Fungus Humongous

Everything About Fiction You Never Wanted to Know.

"Don't look now, but there's a humongous fungus among us!"

Sometimes in fantasy works there are mushrooms that are larger than average. While some actual mushrooms have been known to grow as large as soccer balls, in fiction mushrooms can grow to be as large as people, or even trees, leading to whole forests of nothing but mushrooms. Sometimes they are merely supposed to be an unusual flora used to convey the alien nature of the place, when unreal or differently sized trees, grass, and the like just wouldn't seem alien enough. Other times they are supposed to show corruption, an evil blight that is spreading across the land.

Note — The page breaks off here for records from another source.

// ========== StateCellExt Implementation ==========

impl StateCellExt for TransactionContext {
    fn state_get(&mut self, name: &str) -> StrataResult<Option<Value>> {
        let ns = Namespace::for_branch(self.branch_id);
        let key = Key::new_state(ns, name);

        match self.get(&key)? {
            Some(v) => {
                let state: State = from_stored_value(&v)
                    .map_err(|e| strata_core::StrataError::serialization(e.to_string()))?;
                Ok(Some(state.value))
            }
            None => Ok(None),
        }
    }

    fn state_cas(
        &mut self,
        name: &str,
        expected_version: Version,
        new_value: Value,
    ) -> StrataResult<Version> {
        let ns = Namespace::for_branch(self.branch_id);
        let key = Key::new_state(ns, name);

        let current: State = match self.get(&key)? {
            Some(v) => from_stored_value(&v)
                .map_err(|e| strata_core::StrataError::serialization(e.to_string()))?,
            None => {
                return Err(strata_core::StrataError::invalid_input(format!(
                    "StateCell '{}' not found",
                    name
                )))
            }
        };

        if current.version != expected_version {
            return Err(strata_core::StrataError::conflict(format!(
                "Version mismatch: expected {:?}, got {:?}",
                expected_version, current.version
            )));
        }

        let new_version = current.version.increment();
        let new_state = State {
            value: new_value,
            version: new_version,
            updated_at: State::now(),
        };

        self.put(key, to_stored_value(&new_state)?)?;
        Ok(new_version)
    }

    fn state_set(&mut self, name: &str, value: Value) -> StrataResult<Version> {
        let ns = Namespace::for_branch(self.branch_id);
        let key = Key::new_state(ns, name);

        let new_version = match self.get(&key)? {
            Some(v) => {
                let current: State = from_stored_value(&v)
                    .map_err(|e| strata_core::StrataError::serialization(e.to_string()))?;
                current.version.increment()
            }
            None => Version::counter(1),
        };

        let new_state = State {
            value,
            version: new_version,
            updated_at: State::now(),
        };

        self.put(key, to_stored_value(&new_state)?)?;
        Ok(new_version)
    }
}
// =============================================================================
// JsonStoreExt Implementation
// =============================================================================
//
// Extension trait implementation for cross-primitive transactions.
// Allows JSON operations within a TransactionContext.

impl JsonStoreExt for TransactionContext {
    fn json_get(&mut self, doc_id: &str, path: &JsonPath) -> StrataResult<Option<JsonValue>> {
        // Validate path limits (Issue #440)
        path.validate().map_err(limit_error_to_error)?;

        let key = Key::new_json(Namespace::for_branch(self.branch_id), doc_id);

        // Read from transaction context (respects read-your-writes)
        match self.get(&key)? {
            Some(value) => {
                let doc = JsonStore::deserialize_doc(&value)?;
                Ok(get_at_path(&doc.value, path).cloned())
            }
            None => Ok(None),
        }
    }

    fn json_set(
        &mut self,
        doc_id: &str,
        path: &JsonPath,
        value: JsonValue,
    ) -> StrataResult<Version> {
        // Validate path and value limits (Issue #440)
        path.validate().map_err(limit_error_to_error)?;
        value.validate().map_err(limit_error_to_error)?;

        let key = Key::new_json(Namespace::for_branch(self.branch_id), doc_id);

        // Load existing document from transaction context
        let stored = self.get(&key)?.ok_or_else(|| {
            StrataError::invalid_input(format!("JSON document {} not found", doc_id))
        })?;
        let mut doc = JsonStore::deserialize_doc(&stored)?;

        // Apply mutation
        set_at_path(&mut doc.value, path, value)
            .map_err(|e| StrataError::invalid_input(format!("Path error: {}", e)))?;
        doc.touch();

        // Store updated document in transaction write set
        let serialized = JsonStore::serialize_doc(&doc)?;
        self.put(key, serialized)?;

        Ok(Version::counter(doc.version))
    }

    fn json_create(&mut self, doc_id: &str, value: JsonValue) -> StrataResult<Version> {
        // Validate document limits (Issue #440)
        value.validate().map_err(limit_error_to_error)?;

        let key = Key::new_json(Namespace::for_branch(self.branch_id), doc_id);
        let doc = JsonDoc::new(doc_id, value);

        // Check if document already exists
        if self.get(&key)?.is_some() {
            return Err(StrataError::invalid_input(format!(
                "JSON document {} already exists",
                doc_id
            )));
        }

        // Store new document
        let serialized = JsonStore::serialize_doc(&doc)?;
        self.put(key, serialized)?;

        Ok(Version::counter(doc.version))
    }
}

Does not apply to tiny people living in regular mushrooms, since in those instances it is the people that are unusual, not the mushrooms. Also does not apply to mushroom clouds, which are just mushroom shaped. Nor does it apply to sentient fungi, since they are not necessarily part of the scenery, unless they are so humongous that they dominate the scene. See Mushroom Man for that sort of thing. Of course, if they live in giant mushrooms, that is another matter. However, it may cross over with Springy Spores if it's in a video game level.

Named after the fun wordplay "A fungus among us" that pops up in many different forms of media, including an album by Incubus.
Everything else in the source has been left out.